The stylus can also be used to draw notes, even when the screen is in standby, which can then be pinned to the Always-on Display. With the screen active popping out the stylus will launch Screen Memo, which can now support up to 100 pages.
The S Pen can also be used to specify just a section of the screen before taking a screenshot, rather than you cropping it later, and you can add notes right on top of those screenshots.
Hover over the screen and it can magnify text, which will be useful if you've purposely chosen the Note 8 for its larger screen to make text easier to read.
You can also now select entire passages either to copy and paste elsewhere or translate from another language. The S Pen stylus can convert units and currency, too.
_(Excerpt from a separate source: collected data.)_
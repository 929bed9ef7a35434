//! # PageClient Trait
//!
//! Shared read/close operations for session-specific clients, built on top of a
//! generic [`SessionClient`].

use crate::framework::{FrameworkError, SessionClient, SessionEntity};
use async_trait::async_trait;

/// Trait for session-specific clients to inherit the standard read and close calls.
#[async_trait]
pub trait PageClient<T: SessionEntity>: Send + Sync {
    /// The session-specific error type.
    type Error: From<String> + Send + Sync;

    /// Access the inner generic client.
    fn inner(&self) -> &SessionClient<T>;

    /// Map loop errors to the session-specific error type.
    fn map_error(e: FrameworkError) -> Self::Error;

    /// Current state of a session, or `None` if it is not open.
    #[tracing::instrument(skip(self))]
    async fn snapshot(&self, id: T::Id) -> Result<Option<T>, Self::Error> {
        tracing::debug!("Sending request");
        self.inner().snapshot(id).await.map_err(Self::map_error)
    }

    /// Close a session.
    #[tracing::instrument(skip(self))]
    async fn close_page(&self, id: T::Id) -> Result<(), Self::Error> {
        tracing::debug!("Sending request");
        self.inner().close(id).await.map_err(Self::map_error)
    }
}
We like the ability to handwrite a URL in a web browser and scrawl over other text fields, while the Air View feature is useful for scrolling down long web pages and previewing links.
Air View can also expand a thumbnail in the gallery, or show you Calendar events in greater detail.
Bixby Vision is directly integrated with the S Pen, allowing you to draw over an area of an image you want to search online for.
Samsung says it has enhanced the pressure sensitivity of the S Pen for the Note 8, and refined the nib - it's just 0.7mm and can recognise 4,096 levels of pressure. It's impossible for us to compare it to the Note 7's S Pen without one to hand, but in use we can say it feels smooth and accurate, with no lag, friction or other annoyances.